[Exercise aim]: Copy all of the data below exactly as it is given.

(Items from a data source)
--------

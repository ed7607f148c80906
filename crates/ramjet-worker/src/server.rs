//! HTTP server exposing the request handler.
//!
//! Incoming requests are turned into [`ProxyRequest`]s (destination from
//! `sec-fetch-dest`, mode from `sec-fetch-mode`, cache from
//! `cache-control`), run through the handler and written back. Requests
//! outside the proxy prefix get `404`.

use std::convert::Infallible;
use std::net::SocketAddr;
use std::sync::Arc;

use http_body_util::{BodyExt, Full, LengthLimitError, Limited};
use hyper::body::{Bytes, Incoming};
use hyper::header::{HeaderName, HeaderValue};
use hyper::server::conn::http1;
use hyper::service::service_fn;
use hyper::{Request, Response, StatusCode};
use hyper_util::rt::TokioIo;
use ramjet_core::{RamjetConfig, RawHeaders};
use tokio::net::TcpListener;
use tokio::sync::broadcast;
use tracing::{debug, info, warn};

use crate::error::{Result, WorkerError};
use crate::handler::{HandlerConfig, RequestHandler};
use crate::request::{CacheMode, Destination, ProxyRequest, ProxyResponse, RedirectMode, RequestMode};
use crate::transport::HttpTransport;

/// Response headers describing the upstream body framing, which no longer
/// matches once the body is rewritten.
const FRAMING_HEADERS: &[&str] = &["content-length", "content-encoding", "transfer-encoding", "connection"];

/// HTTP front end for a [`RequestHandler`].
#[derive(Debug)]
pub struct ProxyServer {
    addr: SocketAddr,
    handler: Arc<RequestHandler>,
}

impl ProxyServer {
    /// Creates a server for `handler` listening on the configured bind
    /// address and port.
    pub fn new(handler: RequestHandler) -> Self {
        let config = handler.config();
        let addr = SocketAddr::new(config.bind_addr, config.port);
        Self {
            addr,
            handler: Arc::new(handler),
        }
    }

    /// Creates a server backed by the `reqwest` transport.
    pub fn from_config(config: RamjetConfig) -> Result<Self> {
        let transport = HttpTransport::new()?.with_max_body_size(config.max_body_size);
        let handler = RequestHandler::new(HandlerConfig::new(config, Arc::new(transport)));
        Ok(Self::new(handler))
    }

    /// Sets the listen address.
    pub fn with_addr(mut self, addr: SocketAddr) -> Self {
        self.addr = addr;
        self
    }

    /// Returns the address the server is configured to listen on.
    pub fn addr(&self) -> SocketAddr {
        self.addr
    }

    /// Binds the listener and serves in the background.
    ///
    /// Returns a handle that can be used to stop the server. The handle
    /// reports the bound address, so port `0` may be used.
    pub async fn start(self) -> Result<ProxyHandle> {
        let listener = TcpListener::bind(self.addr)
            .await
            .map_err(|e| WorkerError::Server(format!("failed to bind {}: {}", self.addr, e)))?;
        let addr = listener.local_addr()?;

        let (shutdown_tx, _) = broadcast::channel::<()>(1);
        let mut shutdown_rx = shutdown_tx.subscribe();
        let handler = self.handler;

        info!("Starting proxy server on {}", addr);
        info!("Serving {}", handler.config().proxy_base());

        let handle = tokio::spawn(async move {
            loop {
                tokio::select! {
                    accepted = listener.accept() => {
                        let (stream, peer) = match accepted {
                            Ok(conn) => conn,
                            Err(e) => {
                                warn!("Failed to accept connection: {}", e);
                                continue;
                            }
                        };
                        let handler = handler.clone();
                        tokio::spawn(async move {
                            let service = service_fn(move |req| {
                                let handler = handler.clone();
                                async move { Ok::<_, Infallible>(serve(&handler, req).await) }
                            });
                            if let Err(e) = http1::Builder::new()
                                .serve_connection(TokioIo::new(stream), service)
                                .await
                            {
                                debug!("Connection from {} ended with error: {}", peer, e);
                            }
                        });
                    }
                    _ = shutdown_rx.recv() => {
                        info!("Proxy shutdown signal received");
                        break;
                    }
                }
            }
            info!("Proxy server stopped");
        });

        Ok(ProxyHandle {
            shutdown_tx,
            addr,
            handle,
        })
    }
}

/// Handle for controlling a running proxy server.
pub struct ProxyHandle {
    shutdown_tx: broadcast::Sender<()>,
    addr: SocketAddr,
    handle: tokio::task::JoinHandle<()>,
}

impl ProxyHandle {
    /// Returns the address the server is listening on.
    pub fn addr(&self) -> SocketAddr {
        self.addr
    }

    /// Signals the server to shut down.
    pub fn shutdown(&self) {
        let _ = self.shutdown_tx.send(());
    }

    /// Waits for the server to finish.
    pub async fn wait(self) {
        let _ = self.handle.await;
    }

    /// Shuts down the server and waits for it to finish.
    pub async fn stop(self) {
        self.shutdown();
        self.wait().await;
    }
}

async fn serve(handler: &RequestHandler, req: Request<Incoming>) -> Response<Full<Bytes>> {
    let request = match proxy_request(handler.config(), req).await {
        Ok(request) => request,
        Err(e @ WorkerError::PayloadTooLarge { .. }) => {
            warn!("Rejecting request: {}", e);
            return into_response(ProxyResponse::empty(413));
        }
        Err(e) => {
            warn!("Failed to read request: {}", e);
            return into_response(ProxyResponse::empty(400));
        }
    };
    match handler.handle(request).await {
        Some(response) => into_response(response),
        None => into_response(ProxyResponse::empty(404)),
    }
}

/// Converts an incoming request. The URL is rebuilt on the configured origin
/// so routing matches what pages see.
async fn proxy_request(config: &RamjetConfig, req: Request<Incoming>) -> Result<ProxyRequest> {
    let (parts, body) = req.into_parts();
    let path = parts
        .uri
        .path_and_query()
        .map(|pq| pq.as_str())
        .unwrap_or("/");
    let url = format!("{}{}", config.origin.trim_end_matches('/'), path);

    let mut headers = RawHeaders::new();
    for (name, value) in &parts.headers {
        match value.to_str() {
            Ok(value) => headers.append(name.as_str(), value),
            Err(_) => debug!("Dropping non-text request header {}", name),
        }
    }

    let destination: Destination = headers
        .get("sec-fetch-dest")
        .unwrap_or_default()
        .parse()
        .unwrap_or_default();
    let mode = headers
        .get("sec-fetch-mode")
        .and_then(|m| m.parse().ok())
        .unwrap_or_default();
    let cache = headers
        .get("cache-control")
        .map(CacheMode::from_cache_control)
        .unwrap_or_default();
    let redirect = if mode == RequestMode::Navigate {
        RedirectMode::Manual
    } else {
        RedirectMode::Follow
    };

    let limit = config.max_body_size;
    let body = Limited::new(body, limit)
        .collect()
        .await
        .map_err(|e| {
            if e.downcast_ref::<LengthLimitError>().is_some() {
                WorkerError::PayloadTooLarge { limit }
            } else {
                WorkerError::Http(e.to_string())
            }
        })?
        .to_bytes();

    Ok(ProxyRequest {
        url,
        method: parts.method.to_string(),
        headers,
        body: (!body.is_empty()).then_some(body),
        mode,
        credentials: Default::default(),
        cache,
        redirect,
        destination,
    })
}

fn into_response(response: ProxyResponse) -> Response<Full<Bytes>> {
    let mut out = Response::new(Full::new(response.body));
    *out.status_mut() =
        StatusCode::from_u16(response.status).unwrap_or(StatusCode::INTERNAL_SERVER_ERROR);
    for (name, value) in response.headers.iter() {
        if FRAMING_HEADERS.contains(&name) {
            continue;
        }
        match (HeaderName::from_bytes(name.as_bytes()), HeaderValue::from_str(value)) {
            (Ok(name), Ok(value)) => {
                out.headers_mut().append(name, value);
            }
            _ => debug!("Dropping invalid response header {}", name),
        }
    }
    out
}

--------

[Problem solution]:
repository ed7607f148c80906
filename crates/ramjet-worker/src/server.rs
//! HTTP server exposing the request handler.
//!
//! Incoming requests are turned into [`ProxyRequest`]s (destination from
//! `sec-fetch-dest`, mode from `sec-fetch-mode`, cache from
//! `cache-control`), run through the handler and written back. Requests
//! outside the proxy prefix get `404`.

use std::convert::Infallible;
use std::net::SocketAddr;
use std::sync::Arc;

use http_body_util::{BodyExt, Full, LengthLimitError, Limited};
use hyper::body::{Bytes, Incoming};
use hyper::header::{HeaderName, HeaderValue};
use hyper::server::conn::http1;
use hyper::service::service_fn;
use hyper::{Request, Response, StatusCode};
use hyper_util::rt::TokioIo;
use ramjet_core::{RamjetConfig, RawHeaders};
use tokio::net::TcpListener;
use tokio::sync::broadcast;
use tracing::{debug, info, warn};

use crate::error::{Result, WorkerError};
use crate::handler::{HandlerConfig, RequestHandler};
use crate::request::{CacheMode, Destination, ProxyRequest, ProxyResponse, RedirectMode, RequestMode};
use crate::transport::HttpTransport;

/// Response headers describing the upstream body framing, which no longer
/// matches once the body is rewritten.
const FRAMING_HEADERS: &[&str] = &["content-length", "content-encoding", "transfer-encoding", "connection"];

/// HTTP front end for a [`RequestHandler`].
#[derive(Debug)]
pub struct ProxyServer {
    addr: SocketAddr,
    handler: Arc<RequestHandler>,
}

impl ProxyServer {
    /// Creates a server for `handler` listening on the configured bind
    /// address and port.
    pub fn new(handler: RequestHandler) -> Self {
        let config = handler.config();
        let addr = SocketAddr::new(config.bind_addr, config.port);
        Self {
            addr,
            handler: Arc::new(handler),
        }
    }

    /// Creates a server backed by the `reqwest` transport.
    pub fn from_config(config: RamjetConfig) -> Result<Self> {
        let transport = HttpTransport::new()?.with_max_body_size(config.max_body_size);
        let handler = RequestHandler::new(HandlerConfig::new(config, Arc::new(transport)));
        Ok(Self::new(handler))
    }

    /// Sets the listen address.
    pub fn with_addr(mut self, addr: SocketAddr) -> Self {
        self.addr = addr;
        self
    }

    /// Returns the address the server is configured to listen on.
    pub fn addr(&self) -> SocketAddr {
        self.addr
    }

    /// Binds the listener and serves in the background.
    ///
    /// Returns a handle that can be used to stop the server. The handle
    /// reports the bound address, so port `0` may be used.
    pub async fn start(self) -> Result<ProxyHandle> {
        let listener = TcpListener::bind(self.addr)
            .await
            .map_err(|e| WorkerError::Server(format!("failed to bind {}: {}", self.addr, e)))?;
        let addr = listener.local_addr()?;

        let (shutdown_tx, _) = broadcast::channel::<()>(1);
        let mut shutdown_rx = shutdown_tx.subscribe();
        let handler = self.handler;

        info!("Starting proxy server on {}", addr);
        info!("Serving {}", handler.config().proxy_base());

        let handle = tokio::spawn(async move {
            loop {
                tokio::select! {
                    accepted = listener.accept() => {
                        let (stream, peer) = match accepted {
                            Ok(conn) => conn,
                            Err(e) => {
                                warn!("Failed to accept connection: {}", e);
                                continue;
                            }
                        };
                        let handler = handler.clone();
                        tokio::spawn(async move {
                            let service = service_fn(move |req| {
                                let handler = handler.clone();
                                async move { Ok::<_, Infallible>(serve(&handler, req).await) }
                            });
                            if let Err(e) = http1::Builder::new()
                                .serve_connection(TokioIo::new(stream), service)
                                .await
                            {
                                debug!("Connection from {} ended with error: {}", peer, e);
                            }
                        });
                    }
                    _ = shutdown_rx.recv() => {
                        info!("Proxy shutdown signal received");
                        break;
                    }
                }
            }
            info!("Proxy server stopped");
        });

        Ok(ProxyHandle {
            shutdown_tx,
            addr,
            handle,
        })
    }
}

/// Handle for controlling a running proxy server.
pub struct ProxyHandle {
    shutdown_tx: broadcast::Sender<()>,
    addr: SocketAddr,
    handle: tokio::task::JoinHandle<()>,
}

impl ProxyHandle {
    /// Returns the address the server is listening on.
    pub fn addr(&self) -> SocketAddr {
        self.addr
    }

    /// Signals the server to shut down.
    pub fn shutdown(&self) {
        let _ = self.shutdown_tx.send(());
    }

    /// Waits for the server to finish.
    pub async fn wait(self) {
        let _ = self.handle.await;
    }

    /// Shuts down the server and waits for it to finish.
    pub async fn stop(self) {
        self.shutdown();
        self.wait().await;
    }
}

async fn serve(handler: &RequestHandler, req: Request<Incoming>) -> Response<Full<Bytes>> {
    let request = match proxy_request(handler.config(), req).await {
        Ok(request) => request,
        Err(e @ WorkerError::PayloadTooLarge { .. }) => {
            warn!("Rejecting request: {}", e);
            return into_response(ProxyResponse::empty(413));
        }
        Err(e) => {
            warn!("Failed to read request: {}", e);
            return into_response(ProxyResponse::empty(400));
        }
    };
    match handler.handle(request).await {
        Some(response) => into_response(response),
        None => into_response(ProxyResponse::empty(404)),
    }
}

/// Converts an incoming request. The URL is rebuilt on the configured origin
/// so routing matches what pages see.
async fn proxy_request(config: &RamjetConfig, req: Request<Incoming>) -> Result<ProxyRequest> {
    let (parts, body) = req.into_parts();
    let path = parts
        .uri
        .path_and_query()
        .map(|pq| pq.as_str())
        .unwrap_or("/");
    let url = format!("{}{}", config.origin.trim_end_matches('/'), path);

    let mut headers = RawHeaders::new();
    for (name, value) in &parts.headers {
        match value.to_str() {
            Ok(value) => headers.append(name.as_str(), value),
            Err(_) => debug!("Dropping non-text request header {}", name),
        }
    }

    let destination: Destination = headers
        .get("sec-fetch-dest")
        .unwrap_or_default()
        .parse()
        .unwrap_or_default();
    let mode = headers
        .get("sec-fetch-mode")
        .and_then(|m| m.parse().ok())
        .unwrap_or_default();
    let cache = headers
        .get("cache-control")
        .map(CacheMode::from_cache_control)
        .unwrap_or_default();
    let redirect = if mode == RequestMode::Navigate {
        RedirectMode::Manual
    } else {
        RedirectMode::Follow
    };

    let limit = config.max_body_size;
    let body = Limited::new(body, limit)
        .collect()
        .await
        .map_err(|e| {
            if e.downcast_ref::<LengthLimitError>().is_some() {
                WorkerError::PayloadTooLarge { limit }
            } else {
                WorkerError::Http(e.to_string())
            }
        })?
        .to_bytes();

    Ok(ProxyRequest {
        url,
        method: parts.method.to_string(),
        headers,
        body: (!body.is_empty()).then_some(body),
        mode,
        credentials: Default::default(),
        cache,
        redirect,
        destination,
    })
}

fn into_response(response: ProxyResponse) -> Response<Full<Bytes>> {
    let mut out = Response::new(Full::new(response.body));
    *out.status_mut() =
        StatusCode::from_u16(response.status).unwrap_or(StatusCode::INTERNAL_SERVER_ERROR);
    for (name, value) in response.headers.iter() {
        if FRAMING_HEADERS.contains(&name) {
            continue;
        }
        match (HeaderName::from_bytes(name.as_bytes()), HeaderValue::from_str(value)) {
            (Ok(name), Ok(value)) => {
                out.headers_mut().append(name, value);
            }
            _ => debug!("Dropping invalid response header {}", name),
        }
    }
    out
}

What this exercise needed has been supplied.